### WORK TASK
Please return all lines of the data below containing the string "prefix".

### EXERCISE INPUT
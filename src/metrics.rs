// Copyright (c) 2025 Erick Bourgeois, firestoned
// SPDX-License-Identifier: MIT

//! Prometheus metrics for the georoute controller.
//!
//! All metrics use the namespace prefix `georoute_`.
//!
//! # Metrics Categories
//!
//! - **Reconciliation Metrics** - Passes, their outcomes, triggers and duration
//! - **Record Metrics** - Record changes applied to the provider
//! - **Health Metrics** - Probe results, confirmed transitions, current status per region
//! - **Provider Metrics** - Provider API errors by operation and category
//!
//! # Example
//!
//! ```rust,no_run
//! use georoute::metrics::record_reconciliation_success;
//!
//! record_reconciliation_success(std::time::Duration::from_secs(1));
//! ```

use crate::health::{HealthStatus, ProbeResult};
use prometheus::{
    CounterVec, Encoder, Gauge, GaugeVec, Histogram, HistogramOpts, Opts, Registry, TextEncoder,
};
use std::sync::LazyLock;
use std::time::Duration;

// ============================================================================
// Metric Name Constants
// ============================================================================

/// Namespace prefix for all georoute metrics
const METRICS_NAMESPACE: &str = "georoute";

// ============================================================================
// Global Metrics Registry
// ============================================================================

/// Global Prometheus metrics registry
///
/// All metrics are registered in this registry and exposed via `/metrics` endpoint.
pub static METRICS_REGISTRY: LazyLock<Registry> = LazyLock::new(Registry::new);

// ============================================================================
// Reconciliation Metrics
// ============================================================================

/// Total number of reconciliation passes by outcome
///
/// Labels:
/// - `status`: Outcome (`success`, `divergent`, `partial_convergence`, `cancelled`, `provider_error`)
pub static RECONCILIATION_TOTAL: LazyLock<CounterVec> = LazyLock::new(|| {
    let opts = Opts::new(
        format!("{METRICS_NAMESPACE}_reconciliations_total"),
        "Total number of reconciliation passes by outcome",
    );
    let counter = CounterVec::new(opts, &["status"]).unwrap();
    METRICS_REGISTRY
        .register(Box::new(counter.clone()))
        .unwrap();
    counter
});

/// Duration of reconciliation passes in seconds
pub static RECONCILIATION_DURATION_SECONDS: LazyLock<Histogram> = LazyLock::new(|| {
    let opts = HistogramOpts::new(
        format!("{METRICS_NAMESPACE}_reconciliation_duration_seconds"),
        "Duration of reconciliation passes in seconds",
    )
    .buckets(vec![0.01, 0.1, 0.5, 1.0, 2.0, 5.0, 10.0, 30.0, 60.0, 120.0]);
    let histogram = Histogram::with_opts(opts).unwrap();
    METRICS_REGISTRY
        .register(Box::new(histogram.clone()))
        .unwrap();
    histogram
});

/// Total number of reconciliation triggers
///
/// Labels:
/// - `reason`: What started the pass (`startup`, `interval`, `health_event`)
pub static RECONCILIATION_TRIGGERS_TOTAL: LazyLock<CounterVec> = LazyLock::new(|| {
    let opts = Opts::new(
        format!("{METRICS_NAMESPACE}_reconciliation_triggers_total"),
        "Total number of reconciliation passes by trigger",
    );
    let counter = CounterVec::new(opts, &["reason"]).unwrap();
    METRICS_REGISTRY
        .register(Box::new(counter.clone()))
        .unwrap();
    counter
});

/// Whether the zone matched the desired state after the last pass (1 = converged)
pub static ZONE_CONVERGED: LazyLock<Gauge> = LazyLock::new(|| {
    let gauge = Gauge::new(
        format!("{METRICS_NAMESPACE}_zone_converged"),
        "Whether the last reconciliation pass converged (1 = converged, 0 = divergent)",
    )
    .unwrap();
    METRICS_REGISTRY.register(Box::new(gauge.clone())).unwrap();
    gauge
});

// ============================================================================
// Record Metrics
// ============================================================================

/// Total number of record changes applied
///
/// Labels:
/// - `action`: `create`, `update` or `delete`
pub static RECORD_CHANGES_TOTAL: LazyLock<CounterVec> = LazyLock::new(|| {
    let opts = Opts::new(
        format!("{METRICS_NAMESPACE}_record_changes_total"),
        "Total number of record changes applied by action",
    );
    let counter = CounterVec::new(opts, &["action"]).unwrap();
    METRICS_REGISTRY
        .register(Box::new(counter.clone()))
        .unwrap();
    counter
});

// ============================================================================
// Health Metrics
// ============================================================================

/// Total number of health probes
///
/// Labels:
/// - `region`: Region name
/// - `result`: `healthy`, `unhealthy` or `failed`
pub static PROBES_TOTAL: LazyLock<CounterVec> = LazyLock::new(|| {
    let opts = Opts::new(
        format!("{METRICS_NAMESPACE}_health_probes_total"),
        "Total number of health probes by region and result",
    );
    let counter = CounterVec::new(opts, &["region", "result"]).unwrap();
    METRICS_REGISTRY
        .register(Box::new(counter.clone()))
        .unwrap();
    counter
});

/// Total number of confirmed health transitions
///
/// Labels:
/// - `region`: Region name
/// - `status`: Status transitioned to
pub static HEALTH_TRANSITIONS_TOTAL: LazyLock<CounterVec> = LazyLock::new(|| {
    let opts = Opts::new(
        format!("{METRICS_NAMESPACE}_health_transitions_total"),
        "Total number of confirmed health transitions by region and new status",
    );
    let counter = CounterVec::new(opts, &["region", "status"]).unwrap();
    METRICS_REGISTRY
        .register(Box::new(counter.clone()))
        .unwrap();
    counter
});

/// Current confirmed health per region (1 = healthy, 0 = unhealthy, -1 = unknown)
pub static REGION_HEALTH: LazyLock<GaugeVec> = LazyLock::new(|| {
    let opts = Opts::new(
        format!("{METRICS_NAMESPACE}_region_health"),
        "Current confirmed health per region (1 = healthy, 0 = unhealthy, -1 = unknown)",
    );
    let gauge = GaugeVec::new(opts, &["region"]).unwrap();
    METRICS_REGISTRY.register(Box::new(gauge.clone())).unwrap();
    gauge
});

// ============================================================================
// Provider Metrics
// ============================================================================

/// Total number of provider API errors
///
/// Labels:
/// - `operation`: Provider call (`list_records`, `change_records`, ...)
/// - `error_type`: Error category (`transient`, `permanent`, `transport`, ...)
pub static PROVIDER_ERRORS_TOTAL: LazyLock<CounterVec> = LazyLock::new(|| {
    let opts = Opts::new(
        format!("{METRICS_NAMESPACE}_provider_errors_total"),
        "Total number of DNS provider API errors by operation and category",
    );
    let counter = CounterVec::new(opts, &["operation", "error_type"]).unwrap();
    METRICS_REGISTRY
        .register(Box::new(counter.clone()))
        .unwrap();
    counter
});

// ============================================================================
// Helper Functions
// ============================================================================

/// Record a converged reconciliation pass
pub fn record_reconciliation_success(duration: Duration) {
    RECONCILIATION_TOTAL.with_label_values(&["success"]).inc();
    RECONCILIATION_DURATION_SECONDS.observe(duration.as_secs_f64());
    ZONE_CONVERGED.set(1.0);
}

/// Record a pass that ended without converging
///
/// # Arguments
/// * `error_type` - Category of failure (e.g., `partial_convergence`)
/// * `duration` - Duration of the pass before it gave up
pub fn record_reconciliation_error(error_type: &str, duration: Duration) {
    RECONCILIATION_TOTAL.with_label_values(&[error_type]).inc();
    RECONCILIATION_DURATION_SECONDS.observe(duration.as_secs_f64());
    ZONE_CONVERGED.set(0.0);
}

/// Record what started a reconciliation pass
pub fn record_reconciliation_trigger(reason: &str) {
    RECONCILIATION_TRIGGERS_TOTAL
        .with_label_values(&[reason])
        .inc();
}

/// Record a record change applied to the provider
///
/// # Arguments
/// * `action` - `create`, `update` or `delete`
pub fn record_record_change(action: &str) {
    RECORD_CHANGES_TOTAL.with_label_values(&[action]).inc();
}

/// Record a health probe result
pub fn record_probe(region: &str, result: ProbeResult) {
    PROBES_TOTAL
        .with_label_values(&[region, result.as_str()])
        .inc();
}

/// Record a confirmed health transition and update the region gauge
pub fn record_health_transition(region: &str, to: HealthStatus) {
    HEALTH_TRANSITIONS_TOTAL
        .with_label_values(&[region, to.as_str()])
        .inc();
    set_region_health(region, to);
}

/// Set the current health gauge for a region
pub fn set_region_health(region: &str, status: HealthStatus) {
    REGION_HEALTH
        .with_label_values(&[region])
        .set(status.gauge_value());
}

/// Record a provider API error
///
/// # Arguments
/// * `operation` - The provider call that failed
/// * `error_type` - Category of error (see `ProviderError::error_type`)
pub fn record_provider_error(operation: &str, error_type: &str) {
    PROVIDER_ERRORS_TOTAL
        .with_label_values(&[operation, error_type])
        .inc();
}

/// Gather and encode all metrics in Prometheus text format
///
/// # Returns
/// Prometheus-formatted metrics as a String
///
/// # Errors
/// Returns error if encoding fails
pub fn gather_metrics() -> Result<String, prometheus::Error> {
    let encoder = TextEncoder::new();
    let metric_families = METRICS_REGISTRY.gather();
    let mut buffer = Vec::new();
    encoder.encode(&metric_families, &mut buffer)?;
    String::from_utf8(buffer).map_err(|e| prometheus::Error::Msg(format!("UTF-8 error: {e}")))
}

### PROBLEM SOLUTION
//! All metrics use the namespace prefix `georoute_`.
/// Namespace prefix for all georoute metrics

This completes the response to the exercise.